We hold that the informant's admission that he purchased LSD and marijuana from the defendant is a circumstance showing that the informer and his information are dependable.
Defendant relies on a group of cases which hold that when a previously unknown informer provides innocuous information that is readily available to an innocent bystander, co-worker or fellow friend of a defendant and adds to this information an allegation of criminal activity, the tip does not become reliable simply because the innocent information related is later independently verified by a police officer and contraband is in fact found after a search.
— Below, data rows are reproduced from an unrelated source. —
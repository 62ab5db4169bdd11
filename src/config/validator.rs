use crate::config::{Config, SCHEMA_VERSION};
use crate::error::{Result, ValidationError, WeftError};

/// Configuration validator
pub struct ConfigValidator;

impl ConfigValidator {
    /// Validate the configuration, collecting every problem before failing
    pub fn validate(config: &Config) -> Result<()> {
        let mut errors = Vec::new();

        Self::validate_schema_version(config, &mut errors);
        Self::validate_embedding(config, &mut errors);
        Self::validate_indexing(config, &mut errors);
        Self::validate_graph(config, &mut errors);
        Self::validate_scoring(config, &mut errors);
        Self::validate_context(config, &mut errors);
        Self::validate_sync(config, &mut errors);
        Self::validate_hydration(config, &mut errors);

        if errors.is_empty() {
            Ok(())
        } else {
            Err(WeftError::ConfigValidation { errors })
        }
    }

    fn validate_schema_version(config: &Config, errors: &mut Vec<ValidationError>) {
        let version = &config.meta.schema_version;
        if version != SCHEMA_VERSION {
            errors.push(ValidationError::new(
                "_meta.schema_version",
                format!("Unsupported schema version: {}", version),
            ));
        }
    }

    fn validate_embedding(config: &Config, errors: &mut Vec<ValidationError>) {
        let embedding = &config.embedding;
        let valid_providers = ["fastembed", "hashing"];
        if !valid_providers.contains(&embedding.provider.as_str()) {
            errors.push(ValidationError::new(
                "embedding.provider",
                format!(
                    "Provider must be one of {:?}, got '{}'",
                    valid_providers, embedding.provider
                ),
            ));
        }

        if embedding.model.is_empty() {
            errors.push(ValidationError::new(
                "embedding.model",
                "Model name cannot be empty",
            ));
        }

        if embedding.dimension == 0 {
            errors.push(ValidationError::new(
                "embedding.dimension",
                "Dimension must be greater than 0",
            ));
        }

        if embedding.batch_size == 0 {
            errors.push(ValidationError::new(
                "embedding.batch_size",
                "Batch size must be greater than 0",
            ));
        }

        if embedding.chunk_size == 0 {
            errors.push(ValidationError::new(
                "embedding.chunk_size",
                "Chunk size must be greater than 0",
            ));
        } else if embedding.chunk_overlap >= embedding.chunk_size {
            errors.push(ValidationError::new(
                "embedding.chunk_overlap",
                "Chunk overlap must be smaller than the chunk size",
            ));
        }
    }

    fn validate_indexing(config: &Config, errors: &mut Vec<ValidationError>) {
        if config.indexing.hnsw_ef_construction == 0 {
            errors.push(ValidationError::new(
                "indexing.hnsw_ef_construction",
                "HNSW ef_construction must be greater than 0",
            ));
        }

        if config.indexing.hnsw_m == 0 {
            errors.push(ValidationError::new(
                "indexing.hnsw_m",
                "HNSW M must be greater than 0",
            ));
        }

        // tantivy refuses writer budgets below 15MB
        if config.indexing.keyword_writer_memory < 15_000_000 {
            errors.push(ValidationError::new(
                "indexing.keyword_writer_memory",
                "Keyword writer memory must be at least 15000000 bytes",
            ));
        }
    }

    fn validate_graph(config: &Config, errors: &mut Vec<ValidationError>) {
        let decay = config.graph.decay;
        if !(decay > 0.0 && decay <= 1.0) {
            errors.push(ValidationError::new(
                "graph.decay",
                format!("Decay must be in (0, 1], got {}", decay),
            ));
        }

        if config.graph.structural_edge_weight < 0.0 || config.graph.body_edge_weight < 0.0 {
            errors.push(ValidationError::new(
                "graph.structural_edge_weight",
                "Edge weights must be non-negative",
            ));
        }
    }

    fn validate_scoring(config: &Config, errors: &mut Vec<ValidationError>) {
        let s = &config.scoring;
        for (path, weight) in [
            ("scoring.w_sim", s.w_sim),
            ("scoring.w_cent", s.w_cent),
            ("scoring.w_act", s.w_act),
        ] {
            if !weight.is_finite() || weight < 0.0 {
                errors.push(ValidationError::new(
                    path,
                    format!("Weight must be a non-negative number, got {}", weight),
                ));
            }
        }

        if s.w_sim + s.w_cent + s.w_act <= 0.0 {
            errors.push(ValidationError::new(
                "scoring",
                "At least one GARS weight must be positive",
            ));
        }

        if !(0.0..=1.0).contains(&s.recall_floor) {
            errors.push(ValidationError::new(
                "scoring.recall_floor",
                format!("Recall floor must be in [0, 1], got {}", s.recall_floor),
            ));
        }

        for (path, ratio) in [
            ("scoring.short_query_min_ratio", s.short_query_min_ratio),
            ("scoring.long_query_min_ratio", s.long_query_min_ratio),
        ] {
            if !(0.0..=1.0).contains(&ratio) {
                errors.push(ValidationError::new(
                    path,
                    format!("Ratio must be in [0, 1], got {}", ratio),
                ));
            }
        }
    }

    fn validate_context(config: &Config, errors: &mut Vec<ValidationError>) {
        let c = &config.context;
        if c.budget_chars == 0 {
            errors.push(ValidationError::new(
                "context.budget_chars",
                "Budget must be greater than 0",
            ));
        }

        for (path, threshold) in [
            ("context.primary_threshold", c.primary_threshold),
            ("context.supporting_threshold", c.supporting_threshold),
            ("context.structural_threshold", c.structural_threshold),
        ] {
            if !(0.0..=1.0).contains(&threshold) {
                errors.push(ValidationError::new(
                    path,
                    format!("Threshold must be in [0, 1], got {}", threshold),
                ));
            }
        }

        if c.primary_threshold < c.supporting_threshold
            || c.supporting_threshold < c.structural_threshold
        {
            errors.push(ValidationError::new(
                "context",
                "Thresholds must satisfy primary >= supporting >= structural",
            ));
        }

        if !(c.soft_limit_ratio > 0.0 && c.soft_limit_ratio <= 1.0) {
            errors.push(ValidationError::new(
                "context.soft_limit_ratio",
                format!("Soft limit ratio must be in (0, 1], got {}", c.soft_limit_ratio),
            ));
        }

        if c.max_documents == 0 {
            errors.push(ValidationError::new(
                "context.max_documents",
                "Maximum document count must be greater than 0",
            ));
        }
    }

    fn validate_sync(config: &Config, errors: &mut Vec<ValidationError>) {
        let sync = &config.sync;
        for (path, value) in [
            ("sync.active_debounce", &sync.active_debounce),
            ("sync.debounce", &sync.debounce),
            ("sync.save_idle", &sync.save_idle),
        ] {
            if super::try_parse_duration(value).is_none() {
                errors.push(ValidationError::new(
                    path,
                    format!("Invalid duration format: {}", value),
                ));
            }
        }

        if sync.batch_max_documents == 0 {
            errors.push(ValidationError::new(
                "sync.batch_max_documents",
                "Batch document limit must be greater than 0",
            ));
        }

        if sync.batch_max_bytes == 0 {
            errors.push(ValidationError::new(
                "sync.batch_max_bytes",
                "Batch byte limit must be greater than 0",
            ));
        }

        if sync.queue_capacity == 0 {
            errors.push(ValidationError::new(
                "sync.queue_capacity",
                "Queue capacity must be greater than 0",
            ));
        }
    }

    fn validate_hydration(config: &Config, errors: &mut Vec<ValidationError>) {
        if config.hydration.max_heal_failures == 0 {
            errors.push(ValidationError::new(
                "hydration.max_heal_failures",
                "Heal failure cap must be greater than 0",
            ));
        }
    }
}
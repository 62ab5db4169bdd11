//! Context assembly ("accordion")
//!
//! Packs ranked documents into a character budget. The more relevant a
//! document is relative to the best hit, the more of it is included: full
//! body, a clipped window, or only its table of contents.
//!
//! Budgets are counted in chars, and the rendered entry headers count
//! against the budget too, so the packed text never exceeds it.

use crate::analysis::{char_len, find_case_insensitive, take_chars};
use crate::config::ContextConfig;
use serde::Serialize;
use tracing::debug;

const SEPARATOR: &str = "\n\n";
const ELLIPSIS: &str = "…";

/// A hydrated document offered to the assembler
#[derive(Debug, Clone)]
pub struct ContextCandidate {
    pub path: String,
    pub title: String,
    pub score: f32,
    /// The query matched this document lexically
    pub keyword_match: bool,
    pub body: String,
    pub headers: Vec<String>,
}

#[derive(Debug, Clone, Copy, PartialEq, Eq, Serialize)]
#[serde(rename_all = "lowercase")]
pub enum ContextTier {
    Primary,
    Supporting,
    Structural,
}

#[derive(Debug, Clone, Serialize)]
pub struct ContextEntry {
    pub path: String,
    pub title: String,
    pub tier: ContextTier,
    /// Chars of document content included, headers excluded
    pub chars: usize,
    pub clipped: bool,
}

#[derive(Debug, Clone, Default, Serialize)]
pub struct AssembledContext {
    pub text: String,
    /// Paths in the order they appear in `text`
    pub used_paths: Vec<String>,
    pub entries: Vec<ContextEntry>,
    /// Chars of `text`
    pub used_chars: usize,
}

impl AssembledContext {
    pub fn is_empty(&self) -> bool {
        self.entries.is_empty()
    }

    pub fn tier_count(&self, tier: ContextTier) -> usize {
        self.entries.iter().filter(|e| e.tier == tier).count()
    }
}

pub struct ContextAssembler {
    config: ContextConfig,
}

impl ContextAssembler {
    pub fn new(config: &ContextConfig) -> Self {
        Self {
            config: config.clone(),
        }
    }

    /// Assemble with the configured default budget
    pub fn assemble_default(&self, candidates: &[ContextCandidate], query: &str) -> AssembledContext {
        self.assemble(candidates, query, self.config.budget_chars)
    }

    pub fn assemble(
        &self,
        candidates: &[ContextCandidate],
        query: &str,
        budget: usize,
    ) -> AssembledContext {
        let mut ranked: Vec<&ContextCandidate> = candidates
            .iter()
            .filter(|c| c.score.is_finite())
            .collect();
        ranked.sort_by(|a, b| b.score.total_cmp(&a.score));

        let mut context = AssembledContext::default();
        let top_score = match ranked.first() {
            Some(top) if top.score > 0.0 && budget > 0 => top.score,
            _ => return context,
        };

        let soft_cap = ((budget as f32 * self.config.soft_limit_ratio) as usize).max(1);
        let mut structural = 0;

        for candidate in ranked {
            if context.entries.len() >= self.config.max_documents || context.used_chars >= budget {
                break;
            }
            let relevance = candidate.score / top_score;
            let Some(tier) = self.tier_for(relevance) else {
                // sorted, so everything after is below the floor too
                break;
            };
            if tier == ContextTier::Structural && structural >= self.config.structural_cap {
                continue;
            }

            let heading = render_heading(candidate);
            let separator = if context.text.is_empty() { 0 } else { SEPARATOR.len() };
            let overhead = char_len(&heading) + separator;
            let remaining = budget - context.used_chars;
            if overhead >= remaining {
                continue;
            }
            let available = remaining - overhead;

            let (content, clipped) = match tier {
                ContextTier::Primary => {
                    let body_chars = char_len(&candidate.body);
                    if body_chars <= available.min(soft_cap) {
                        (candidate.body.clone(), false)
                    } else {
                        (clip(candidate, query, soft_cap.min(available)), true)
                    }
                }
                ContextTier::Supporting => {
                    let width = (soft_cap / 2).max(1).min(available);
                    let clipped = char_len(&candidate.body) > width;
                    (clip(candidate, query, width), clipped)
                }
                ContextTier::Structural => {
                    let outline = render_outline(&candidate.headers);
                    let clipped = char_len(&outline) > available;
                    (take_chars(&outline, available).to_string(), clipped)
                }
            };

            if tier == ContextTier::Structural {
                structural += 1;
            }
            let chars = char_len(&content);
            if !context.text.is_empty() {
                context.text.push_str(SEPARATOR);
            }
            context.text.push_str(&heading);
            context.text.push_str(&content);
            context.used_chars += overhead + chars;
            context.used_paths.push(candidate.path.clone());
            context.entries.push(ContextEntry {
                path: candidate.path.clone(),
                title: candidate.title.clone(),
                tier,
                chars,
                clipped,
            });
        }

        debug!(
            "Assembled context: {} documents, {}/{} chars ({} primary, {} supporting, {} structural)",
            context.entries.len(),
            context.used_chars,
            budget,
            context.tier_count(ContextTier::Primary),
            context.tier_count(ContextTier::Supporting),
            structural
        );
        context
    }

    fn tier_for(&self, relevance: f32) -> Option<ContextTier> {
        if relevance >= self.config.primary_threshold {
            Some(ContextTier::Primary)
        } else if relevance >= self.config.supporting_threshold {
            Some(ContextTier::Supporting)
        } else if relevance >= self.config.structural_threshold {
            Some(ContextTier::Structural)
        } else {
            None
        }
    }
}

fn render_heading(candidate: &ContextCandidate) -> String {
    format!("### {}\n({})\n", candidate.title, candidate.path)
}

fn render_outline(headers: &[String]) -> String {
    if headers.is_empty() {
        return "(no sections)".to_string();
    }
    headers
        .iter()
        .map(|h| format!("- {}", h))
        .collect::<Vec<_>>()
        .join("\n")
}

/// A window of at most `width` chars, ellipses included. Keyword matches are
/// centered on the first occurrence of the query, everything else starts at
/// the top of the document.
fn clip(candidate: &ContextCandidate, query: &str, width: usize) -> String {
    let body = &candidate.body;
    let total = char_len(body);
    if total <= width {
        return body.clone();
    }

    let anchor = if candidate.keyword_match {
        find_case_insensitive(body, query.trim()).map(|byte| char_len(&body[..byte]))
    } else {
        None
    };

    let Some(match_start) = anchor else {
        return with_ellipses(body, 0, width, total);
    };

    let query_chars = char_len(query.trim());
    let lead = width.saturating_sub(query_chars) / 2;
    let start = match_start.saturating_sub(lead).min(total - width);
    with_ellipses(body, start, width, total)
}

/// `width` chars from char offset `start`, with an ellipsis on each cut
/// side that fits inside the width
fn with_ellipses(body: &str, start: usize, width: usize, total: usize) -> String {
    let mut start = start;
    let mut take = width;
    let lead = start > 0;
    let trail = start + width < total;
    let marker = char_len(ELLIPSIS);

    if lead && take > marker {
        take -= marker;
        start += marker;
    }
    if trail && take > marker {
        take -= marker;
    }

    let tail = match body.char_indices().nth(start) {
        Some((byte, _)) => &body[byte..],
        None => "",
    };
    let mut window = String::with_capacity(take + 2 * ELLIPSIS.len());
    if lead && width > marker {
        window.push_str(ELLIPSIS);
    }
    window.push_str(take_chars(tail, take));
    if trail && width > 2 * marker {
        window.push_str(ELLIPSIS);
    }
    window
}

#[cfg(test)]
mod tests {
    use super::*;

    fn candidate(path: &str, score: f32, body: &str) -> ContextCandidate {
        ContextCandidate {
            path: path.to_string(),
            title: path.trim_end_matches(".md").to_string(),
            score,
            keyword_match: false,
            body: body.to_string(),
            headers: vec!["Overview".to_string(), "Details".to_string()],
        }
    }

    fn assembler() -> ContextAssembler {
        ContextAssembler::new(&ContextConfig::default())
    }

    #[test]
    fn test_empty_input() {
        let context = assembler().assemble(&[], "q", 1000);
        assert!(context.is_empty());
        assert_eq!(context.text, "");
        assert_eq!(context.used_chars, 0);
    }

    #[test]
    fn test_tiers_by_relative_relevance() {
        let long = "x".repeat(5000);
        let candidates = vec![
            candidate("top.md", 1.0, "short primary body"),
            candidate("support.md", 0.6, &long),
            candidate("outline.md", 0.35, &long),
            candidate("noise.md", 0.1, &long),
        ];
        let context = assembler().assemble(&candidates, "q", 24_000);

        let tiers: Vec<ContextTier> = context.entries.iter().map(|e| e.tier).collect();
        assert_eq!(
            tiers,
            vec![ContextTier::Primary, ContextTier::Supporting, ContextTier::Structural]
        );
        assert_eq!(context.used_paths, vec!["top.md", "support.md", "outline.md"]);
        assert!(context.text.contains("short primary body"));
        assert!(context.text.contains("- Overview\n- Details"));
        // supporting window is half the soft cap
        assert!(context.entries[1].chars <= 3000);
        assert!(context.entries[1].clipped);
        assert_eq!(context.used_chars, char_len(&context.text));
    }

    #[test]
    fn test_input_order_does_not_matter() {
        let candidates = vec![candidate("low.md", 0.5, "low"), candidate("high.md", 2.0, "high")];
        let context = assembler().assemble(&candidates, "q", 1000);
        assert_eq!(context.used_paths[0], "high.md");
    }

    #[test]
    fn test_keyword_clip_is_centered_on_match() {
        let mut body = "a".repeat(3000);
        body.push_str("NEEDLE here");
        body.push_str(&"b".repeat(3000));
        let mut doc = candidate("doc.md", 1.0, &body);
        doc.keyword_match = true;

        let context = assembler().assemble(&[doc], "needle", 400);
        assert!(context.text.contains("NEEDLE here"));
        assert!(context.entries[0].clipped);
        assert!(context.used_chars <= 400);
    }

    #[test]
    fn test_clip_without_keyword_starts_at_top() {
        let body = format!("START{}", "z".repeat(2000));
        let context = assembler().assemble(&[candidate("doc.md", 1.0, &body)], "q", 400);
        assert!(context.text.contains("START"));
        assert!(context.text.ends_with(ELLIPSIS));
    }

    #[test]
    fn test_max_documents_cap() {
        let config = ContextConfig {
            max_documents: 3,
            ..ContextConfig::default()
        };
        let candidates: Vec<_> = (0..10)
            .map(|i| candidate(&format!("{}.md", i), 1.0, "body"))
            .collect();
        let context = ContextAssembler::new(&config).assemble(&candidates, "q", 100_000);
        assert_eq!(context.entries.len(), 3);
    }

    #[test]
    fn test_tiny_budget_never_overflows() {
        let candidates = vec![candidate("a-very-long-document-name.md", 1.0, "body text")];
        let context = assembler().assemble(&candidates, "q", 10);
        assert!(context.used_chars <= 10);
        assert!(context.is_empty());
    }

    #[test]
    fn test_zero_scores_yield_nothing() {
        let candidates = vec![candidate("a.md", 0.0, "body")];
        assert!(assembler().assemble(&candidates, "q", 1000).is_empty());
    }
}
See United States v. Larkin, 510 F.2d 13 (9th Cir. 1974); De Angelo v. Yeager, 490 F.2d 1012 (3rd Cir. 1973). The fact that a search results in the seizure of contraband materials cannot be used retroactively to corroborate an informant's tip and justify the search. See Costello v. United States, 324 F.2d 260 (9th Cir. 1963), cert. denied, 376 U.S. 930, 83 S. Ct. 699, 11 L. Ed. 2d 650 (1964). We are sympathetic with the holdings of these cases and the cautions they echo against allowing wholesale searches of the public at large. However, the case now before this Court is not the same as that presented in Larkin and Yeager and we do not believe those cases are controlling. We believe the informant's personal involvement in a criminal transaction with defendant one hour prior to the stop and search separates the instant case from Larkin and Yeager.
We find that Officer Rose had reasonable grounds to believe the defendant was carrying contraband in his automobile when confronted with the information supplied by the informant. Defendant's motion to suppress evidence seized by the search was properly denied.
No error.
BROCK, C. J., and CLARK, J., concur.